Copy out, exactly, the first line of the entries below and every line after it through the one containing "pub mod pipeline;".

##### Records shown #####

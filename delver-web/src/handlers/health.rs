//! Health check handler

use axum::response::Json;

/// Liveness probe
#[utoipa::path(
    get,
    path = "/health",
    tag = "Health",
    responses((status = 200, description = "Service is healthy"))
)]
pub async fn health_check() -> Json<serde_json::Value> {
    Json(serde_json::json!({ "status": "ok" }))
}
//! Delver Fetch - link discovery and page acquisition
//!
//! Wraps the metasearch backend, bounds concurrent fetches per host and
//! globally, and turns URLs into cleaned page text through either a hosted
//! extraction service or a local fetch-and-parse path.

pub mod admission;
pub mod extract;
pub mod hosted;
pub mod local;
pub mod pipeline;
pub mod search;

pub use admission::{AdmissionController, AdmissionPermit};
pub use hosted::HostedParserClient;
pub use local::LocalFetcher;
pub use pipeline::{classify, PageAcquirer, PageKind, PageSource};
pub use search::{SearchBackend, SearxngClient};
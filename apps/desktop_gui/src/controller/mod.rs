//! Controller layer: worker events and command orchestration around the
//! session's `RequestController`.

pub mod events;
pub mod orchestration;
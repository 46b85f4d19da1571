//! Recommendation client core: configuration, the remote call, the request
//! lifecycle state machine, and the view projection shared by every frontend.

pub mod config;
pub mod error;
pub mod session;
pub mod transport;
pub mod view;

pub use config::{load_client_config, ClientConfig};
pub use error::{FailureCategory, FetchError, EMPTY_IDENTIFIER_MESSAGE, FETCH_FAILED_MESSAGE};
pub use session::{
    PendingFetch, RequestController, SessionError, SessionState, SessionStatus, Settlement,
};
pub use transport::{HttpRecommendationSource, RecommendationSource};
pub use view::{render, Intent, PageView};
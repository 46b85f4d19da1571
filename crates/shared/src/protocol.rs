use std::collections::BTreeMap;

use serde::{Deserialize, Serialize};

use crate::domain::ItemId;

/// Fixed number of results requested per submission.
pub const RECOMMENDATION_LIMIT: usize = 10;

/// Path segments of `GET <base>/api/v1/recommendations/<identifier>`.
pub const RECOMMENDATIONS_PATH: [&str; 3] = ["api", "v1", "recommendations"];

pub const HEALTH_PATH: [&str; 1] = ["health"];

pub const LIMIT_QUERY_PARAM: &str = "limit";

/// One ranked suggestion as returned by the recommendation backend.
#[derive(Debug, Clone, PartialEq, Serialize, Deserialize)]
pub struct RecommendationItem {
    pub item_id: ItemId,
    pub title: String,
    pub description: String,
    pub score: f64,
    #[serde(default, skip_serializing_if = "Option::is_none")]
    pub explanation: Option<String>,
}

#[derive(Debug, Clone, PartialEq, Eq, Serialize, Deserialize)]
pub struct HealthReport {
    pub status: String,
    #[serde(default)]
    pub timestamp: Option<String>,
    #[serde(default)]
    pub services: BTreeMap<String, String>,
}

impl HealthReport {
    pub fn is_healthy(&self) -> bool {
        self.status.eq_ignore_ascii_case("healthy")
    }
}

#[cfg(test)]
#[path = "tests/protocol_tests.rs"]
mod tests;
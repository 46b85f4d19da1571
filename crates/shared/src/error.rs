use serde::{Deserialize, Serialize};

/// Error envelope the backend attaches to non-success responses.
///
/// `detail` is usually a string, but validation failures carry a list of
/// structured entries, so it is kept as raw JSON.
#[derive(Debug, Clone, PartialEq, Serialize, Deserialize)]
pub struct ApiErrorBody {
    pub detail: serde_json::Value,
}

impl ApiErrorBody {
    pub fn detail_text(&self) -> String {
        match &self.detail {
            serde_json::Value::String(text) => text.clone(),
            serde_json::Value::Array(entries) => entries
                .iter()
                .map(|entry| match entry.get("msg").and_then(|msg| msg.as_str()) {
                    Some(msg) => msg.to_string(),
                    None => entry.to_string(),
                })
                .collect::<Vec<_>>()
                .join("; "),
            other => other.to_string(),
        }
    }
}
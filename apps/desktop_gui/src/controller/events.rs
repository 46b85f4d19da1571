//! Events flowing from the backend worker back to the UI thread.

use client_core::Settlement;
use shared::protocol::HealthReport;

pub enum UiEvent {
    Info(String),
    Settled(Settlement),
    Health(Result<HealthReport, String>),
    WorkerFailed(String),
}

/// One-line summary for the status footer.
pub fn describe_health(result: &Result<HealthReport, String>) -> String {
    match result {
        Ok(report) if report.is_healthy() => {
            let degraded: Vec<&str> = report
                .services
                .iter()
                .filter(|(_, state)| !state.eq_ignore_ascii_case("operational"))
                .map(|(name, _)| name.as_str())
                .collect();
            if degraded.is_empty() {
                "Backend healthy".to_string()
            } else {
                format!("Backend healthy; degraded: {}", degraded.join(", "))
            }
        }
        Ok(report) => format!("Backend reports status '{}'", report.status),
        Err(err) => format!("Backend unreachable: {err}"),
    }
}
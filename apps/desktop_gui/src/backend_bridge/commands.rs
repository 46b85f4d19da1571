//! Backend commands queued from UI to backend worker.

use client_core::PendingFetch;

pub enum BackendCommand {
    Fetch(PendingFetch),
    CheckHealth,
}

impl BackendCommand {
    pub fn name(&self) -> &'static str {
        match self {
            Self::Fetch(_) => "fetch_recommendations",
            Self::CheckHealth => "check_health",
        }
    }
}
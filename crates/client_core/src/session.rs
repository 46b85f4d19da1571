//! Session state and the request lifecycle that drives it.
//!
//! The controller is synchronous: `on_submit` moves the state to `Loading`
//! and hands back a [`PendingFetch`]. Whoever owns the async runtime runs it
//! and feeds the resulting [`Settlement`] back through `settle`.

use std::sync::Arc;

use shared::protocol::{RecommendationItem, RECOMMENDATION_LIMIT};

use crate::{
    config::ClientConfig,
    error::{FailureCategory, FetchError, EMPTY_IDENTIFIER_MESSAGE, FETCH_FAILED_MESSAGE},
    transport::{HttpRecommendationSource, RecommendationSource},
    view::Intent,
};

#[derive(Debug, Clone, PartialEq, Eq)]
pub struct SessionError {
    category: FailureCategory,
    message: String,
}

impl SessionError {
    fn empty_identifier() -> Self {
        Self {
            category: FailureCategory::Validation,
            message: EMPTY_IDENTIFIER_MESSAGE.to_string(),
        }
    }

    fn fetch_failed(category: FailureCategory) -> Self {
        Self {
            category,
            message: FETCH_FAILED_MESSAGE.to_string(),
        }
    }

    pub fn category(&self) -> FailureCategory {
        self.category
    }

    pub fn message(&self) -> &str {
        &self.message
    }
}

#[derive(Debug, Clone, PartialEq, Eq)]
pub enum SessionStatus {
    Idle,
    Loading,
    Error(SessionError),
    Loaded,
}

/// Complete snapshot of the interface. Replaced wholesale on every transition.
#[derive(Debug, Clone, PartialEq)]
pub struct SessionState {
    identifier: String,
    status: SessionStatus,
    items: Vec<RecommendationItem>,
}

impl Default for SessionState {
    fn default() -> Self {
        Self {
            identifier: String::new(),
            status: SessionStatus::Idle,
            items: Vec::new(),
        }
    }
}

impl SessionState {
    pub fn identifier(&self) -> &str {
        &self.identifier
    }

    pub fn status(&self) -> &SessionStatus {
        &self.status
    }

    pub fn items(&self) -> &[RecommendationItem] {
        &self.items
    }

    pub fn is_loading(&self) -> bool {
        self.status == SessionStatus::Loading
    }

    pub fn error_message(&self) -> Option<&str> {
        match &self.status {
            SessionStatus::Error(err) => Some(err.message()),
            _ => None,
        }
    }
}

/// A fetch that has been started by `on_submit` but not yet executed.
pub struct PendingFetch {
    generation: u64,
    identifier: String,
    limit: usize,
    source: Arc<dyn RecommendationSource>,
}

impl PendingFetch {
    pub fn generation(&self) -> u64 {
        self.generation
    }

    pub fn identifier(&self) -> &str {
        &self.identifier
    }

    /// Performs the single outbound call. Always yields exactly one settlement.
    pub async fn run(self) -> Settlement {
        let outcome = self.source.fetch(&self.identifier, self.limit).await;
        Settlement {
            generation: self.generation,
            outcome,
        }
    }

    /// Settles without issuing the call, e.g. when no worker can execute it.
    pub fn abandon(self, reason: impl Into<String>) -> Settlement {
        Settlement {
            generation: self.generation,
            outcome: Err(FetchError::Unavailable(reason.into())),
        }
    }
}

#[derive(Debug)]
pub struct Settlement {
    generation: u64,
    outcome: Result<Vec<RecommendationItem>, FetchError>,
}

impl Settlement {
    pub fn generation(&self) -> u64 {
        self.generation
    }

    pub fn outcome(&self) -> &Result<Vec<RecommendationItem>, FetchError> {
        &self.outcome
    }
}

pub struct RequestController {
    state: SessionState,
    source: Arc<dyn RecommendationSource>,
    limit: usize,
    last_generation: u64,
    in_flight: Option<u64>,
}

impl RequestController {
    pub fn new(source: Arc<dyn RecommendationSource>) -> Self {
        Self {
            state: SessionState::default(),
            source,
            limit: RECOMMENDATION_LIMIT,
            last_generation: 0,
            in_flight: None,
        }
    }

    pub fn from_config(config: &ClientConfig) -> Self {
        Self::new(Arc::new(HttpRecommendationSource::new(config.clone())))
    }

    pub fn state(&self) -> &SessionState {
        &self.state
    }

    pub fn in_flight_generation(&self) -> Option<u64> {
        self.in_flight
    }

    pub fn handle(&mut self, intent: Intent) -> Option<PendingFetch> {
        match intent {
            Intent::IdentifierChanged(value) => {
                self.on_identifier_change(value);
                None
            }
            Intent::Submit => self.on_submit(),
        }
    }

    pub fn on_identifier_change(&mut self, value: impl Into<String>) {
        self.state = SessionState {
            identifier: value.into(),
            ..self.state.clone()
        };
    }

    /// Validates the identifier and, when it is non-empty, enters `Loading`
    /// and returns the fetch to execute.
    pub fn on_submit(&mut self) -> Option<PendingFetch> {
        if self.state.identifier.is_empty() {
            tracing::debug!("submit rejected: empty identifier");
            self.state = SessionState {
                status: SessionStatus::Error(SessionError::empty_identifier()),
                ..self.state.clone()
            };
            return None;
        }

        self.last_generation += 1;
        let generation = self.last_generation;
        if let Some(superseded) = self.in_flight.replace(generation) {
            tracing::debug!(superseded, generation, "superseding in-flight request");
        }

        self.state = SessionState {
            identifier: self.state.identifier.clone(),
            status: SessionStatus::Loading,
            items: Vec::new(),
        };
        tracing::info!(
            identifier = %self.state.identifier,
            generation,
            limit = self.limit,
            "requesting recommendations"
        );

        Some(PendingFetch {
            generation,
            identifier: self.state.identifier.clone(),
            limit: self.limit,
            source: Arc::clone(&self.source),
        })
    }

    /// Applies a settlement. Returns `false` when it belongs to a superseded
    /// request and was discarded.
    pub fn settle(&mut self, settlement: Settlement) -> bool {
        if self.in_flight != Some(settlement.generation) {
            tracing::debug!(
                generation = settlement.generation,
                current = ?self.in_flight,
                "discarding stale settlement"
            );
            return false;
        }
        self.in_flight = None;

        let identifier = self.state.identifier.clone();
        self.state = match settlement.outcome {
            Ok(items) => {
                tracing::info!(
                    generation = settlement.generation,
                    count = items.len(),
                    "recommendations loaded"
                );
                SessionState {
                    identifier,
                    status: SessionStatus::Loaded,
                    items,
                }
            }
            Err(err) => {
                let category = err.category();
                tracing::warn!(
                    generation = settlement.generation,
                    category = category.label(),
                    "failed to fetch recommendations: {err}"
                );
                SessionState {
                    identifier,
                    status: SessionStatus::Error(SessionError::fetch_failed(category)),
                    items: Vec::new(),
                }
            }
        };
        true
    }

    /// Runs one submission to completion on the caller's runtime.
    pub async fn submit_and_settle(&mut self) -> &SessionState {
        if let Some(pending) = self.on_submit() {
            let settlement = pending.run().await;
            self.settle(settlement);
        }
        &self.state
    }
}

#[cfg(test)]
#[path = "tests/session_tests.rs"]
mod tests;
//! UI layer for the desktop GUI: app shell, panels, and theme.

pub mod app;
pub mod panels;
pub mod theme;

pub use app::RecommendationApp;
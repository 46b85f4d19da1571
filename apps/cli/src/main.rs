use std::process::ExitCode;

use anyhow::{Context, Result};
use clap::{Parser, Subcommand};
use client_core::{
    load_client_config, render, ClientConfig, HttpRecommendationSource, RequestController,
    SessionStatus,
};

mod text_view;

#[derive(Parser, Debug)]
#[command(name = "recommend", about = "Query the recommendation backend")]
struct Cli {
    /// Backend origin; overrides recommender.toml and RECOMMENDER_API_URL.
    #[arg(long, global = true)]
    api_url: Option<String>,
    #[command(subcommand)]
    command: Command,
}

#[derive(Subcommand, Debug)]
enum Command {
    /// Fetch recommendations for a user and print them.
    Fetch {
        user_id: String,
        /// Print the received items as JSON instead of the rendered page.
        #[arg(long)]
        json: bool,
    },
    /// Print the backend health report.
    Health,
}

#[tokio::main]
async fn main() -> Result<ExitCode> {
    tracing_subscriber::fmt()
        .with_env_filter("warn")
        .with_writer(std::io::stderr)
        .init();
    let cli = Cli::parse();

    let config = match cli.api_url {
        Some(api_url) => ClientConfig::with_base_url(api_url),
        None => load_client_config(),
    };
    tracing::debug!(api_url = %config.base_url, "resolved backend origin");

    match cli.command {
        Command::Fetch { user_id, json } => {
            let mut controller = RequestController::from_config(&config);
            controller.on_identifier_change(user_id);
            let state = controller.submit_and_settle().await;

            if json && state.status() == &SessionStatus::Loaded {
                println!("{}", serde_json::to_string_pretty(state.items())?);
            } else {
                print!("{}", text_view::render_text(&render(state)));
            }

            if matches!(state.status(), SessionStatus::Error(_)) {
                return Ok(ExitCode::FAILURE);
            }
        }
        Command::Health => {
            let source = HttpRecommendationSource::new(config);
            let report = source.health().await.with_context(|| {
                format!("health check against {} failed", source.config().base_url)
            })?;
            print!("{}", text_view::render_health(&report));
            if !report.is_healthy() {
                return Ok(ExitCode::FAILURE);
            }
        }
    }

    Ok(ExitCode::SUCCESS)
}
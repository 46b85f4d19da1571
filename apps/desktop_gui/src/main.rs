use std::sync::Arc;

mod backend_bridge;
mod controller;
mod ui;

use clap::Parser;
use client_core::{load_client_config, ClientConfig, RequestController};
use crossbeam_channel::{bounded, unbounded};
use eframe::egui;

use crate::backend_bridge::commands::BackendCommand;
use crate::controller::events::UiEvent;
use crate::ui::RecommendationApp;

const APP_TITLE: &str = "AI Recommendation System";
const COMMAND_QUEUE_CAPACITY: usize = 64;

#[derive(Parser, Debug)]
struct Args {
    /// Backend origin; overrides recommender.toml and RECOMMENDER_API_URL.
    #[arg(long)]
    api_url: Option<String>,
}

fn main() -> eframe::Result<()> {
    tracing_subscriber::fmt().with_env_filter("info").init();
    let args = Args::parse();

    let config = match args.api_url {
        Some(api_url) => ClientConfig::with_base_url(api_url),
        None => load_client_config(),
    };
    tracing::info!(api_url = %config.base_url, "starting recommendation gui");

    let (cmd_tx, cmd_rx) = bounded::<BackendCommand>(COMMAND_QUEUE_CAPACITY);
    let (ui_tx, ui_rx) = unbounded::<UiEvent>();

    let options = eframe::NativeOptions {
        viewport: egui::ViewportBuilder::default()
            .with_title(APP_TITLE)
            .with_inner_size([1024.0, 720.0])
            .with_min_inner_size([560.0, 420.0]),
        ..Default::default()
    };
    eframe::run_native(
        APP_TITLE,
        options,
        Box::new(move |cc| {
            let egui_ctx = cc.egui_ctx.clone();
            backend_bridge::runtime::launch(
                cmd_rx,
                ui_tx,
                config.clone(),
                Arc::new(move || egui_ctx.request_repaint()),
            );
            let controller = RequestController::from_config(&config);
            Ok(Box::new(RecommendationApp::new(
                cmd_tx, ui_rx, controller, &config,
            )))
        }),
    )
}
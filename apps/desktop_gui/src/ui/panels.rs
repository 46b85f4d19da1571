//! Painters for each region of [`PageView`]. They only read the view and
//! report user input as intents.

use client_core::{
    view::{
        intent_for_enter, CardView, ErrorBannerView, HeaderView, ResultsView, SearchBarView,
    },
    Intent, PageView,
};
use eframe::egui;

use crate::ui::theme::PALETTE;

const CARD_WIDTH: f32 = 300.0;

pub fn show_page(ui: &mut egui::Ui, view: &PageView) -> Vec<Intent> {
    let mut intents = Vec::new();

    ui.vertical_centered(|ui| {
        show_header(ui, &view.header);
        ui.add_space(16.0);
        show_search_bar(ui, view, &view.search, &mut intents);
    });

    if let Some(error) = &view.error {
        ui.add_space(12.0);
        show_error_banner(ui, error);
    }

    if let Some(results) = &view.results {
        ui.add_space(16.0);
        show_results(ui, results);
    }

    intents
}

fn show_header(ui: &mut egui::Ui, header: &HeaderView) {
    ui.heading(egui::RichText::new(header.title).size(28.0).strong());
    ui.label(egui::RichText::new(header.tagline).weak());
}

fn show_search_bar(
    ui: &mut egui::Ui,
    view: &PageView,
    search: &SearchBarView,
    intents: &mut Vec<Intent>,
) {
    ui.horizontal(|ui| {
        let mut identifier_buf = search.identifier.clone();
        let input = ui.add(
            egui::TextEdit::singleline(&mut identifier_buf)
                .hint_text(search.placeholder)
                .desired_width(280.0),
        );
        if input.changed() {
            intents.push(Intent::IdentifierChanged(identifier_buf));
        }

        // A single-line edit gives up focus when Enter is pressed.
        if input.lost_focus() && ui.input(|i| i.key_pressed(egui::Key::Enter)) {
            intents.extend(intent_for_enter(view));
        }

        let button = egui::Button::new(egui::RichText::new(search.submit.label).strong());
        if ui.add_enabled(search.submit.enabled, button).clicked() {
            intents.push(Intent::Submit);
        }
    });
}

fn show_error_banner(ui: &mut egui::Ui, error: &ErrorBannerView) {
    egui::Frame::new()
        .fill(PALETTE.error_fill)
        .corner_radius(8.0)
        .inner_margin(10.0)
        .show(ui, |ui| {
            ui.set_width(ui.available_width());
            ui.label(egui::RichText::new(&error.message).color(PALETTE.error_text));
        });
}

fn show_results(ui: &mut egui::Ui, results: &ResultsView) {
    ui.heading(results.heading);
    ui.add_space(8.0);
    egui::ScrollArea::vertical()
        .auto_shrink([false; 2])
        .show(ui, |ui| {
            ui.horizontal_wrapped(|ui| {
                for card in &results.cards {
                    ui.push_id(&card.key, |ui| show_card(ui, card));
                }
            });
        });
}

fn show_card(ui: &mut egui::Ui, card: &CardView) {
    egui::Frame::new()
        .fill(PALETTE.card_fill)
        .stroke(egui::Stroke::new(1.0, PALETTE.card_stroke))
        .corner_radius(10.0)
        .inner_margin(12.0)
        .show(ui, |ui| {
            ui.set_width(CARD_WIDTH);
            ui.vertical(|ui| {
                ui.label(egui::RichText::new(&card.title).size(18.0).strong());
                ui.label(&card.description);
                ui.label(
                    egui::RichText::new(format!("Score: {}", card.score_text))
                        .color(PALETTE.score)
                        .strong(),
                );
                if let Some(explanation) = &card.explanation {
                    egui::Frame::new()
                        .fill(PALETTE.explanation_fill)
                        .corner_radius(6.0)
                        .inner_margin(8.0)
                        .show(ui, |ui| {
                            ui.label(egui::RichText::new(explanation).italics());
                        });
                }
            });
        });
}
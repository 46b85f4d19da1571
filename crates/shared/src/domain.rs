use std::fmt;

use serde::{Deserialize, Serialize};

/// Stable key of a recommended item, unique within one response.
#[derive(Debug, Clone, PartialEq, Eq, Hash, Serialize, Deserialize)]
#[serde(from = "WireItemId")]
pub struct ItemId(pub String);

/// Backends disagree on whether `item_id` is a string or an integer primary key.
#[derive(Deserialize)]
#[serde(untagged)]
enum WireItemId {
    Text(String),
    Integer(i64),
}

impl From<WireItemId> for ItemId {
    fn from(value: WireItemId) -> Self {
        match value {
            WireItemId::Text(text) => Self(text),
            WireItemId::Integer(number) => Self(number.to_string()),
        }
    }
}

impl ItemId {
    pub fn as_str(&self) -> &str {
        &self.0
    }
}

impl fmt::Display for ItemId {
    fn fmt(&self, f: &mut fmt::Formatter<'_>) -> fmt::Result {
        f.write_str(&self.0)
    }
}

impl From<&str> for ItemId {
    fn from(value: &str) -> Self {
        Self(value.to_string())
    }
}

#####

* **Completed exercise**
filename delver-web/src/handlers/health.rs
//! Health check handler

use axum::response::Json;

/// Liveness probe
#[utoipa::path(
    get,
    path = "/health",
    tag = "Health",
    responses((status = 200, description = "Service is healthy"))
)]
pub async fn health_check() -> Json<serde_json::Value> {
    Json(serde_json::json!({ "status": "ok" }))
}
//! Delver Fetch - link discovery and page acquisition
//!
//! Wraps the metasearch backend, bounds concurrent fetches per host and
//! globally, and turns URLs into cleaned page text through either a hosted
//! extraction service or a local fetch-and-parse path.

pub mod admission;
pub mod extract;
pub mod hosted;
pub mod local;
pub mod pipeline;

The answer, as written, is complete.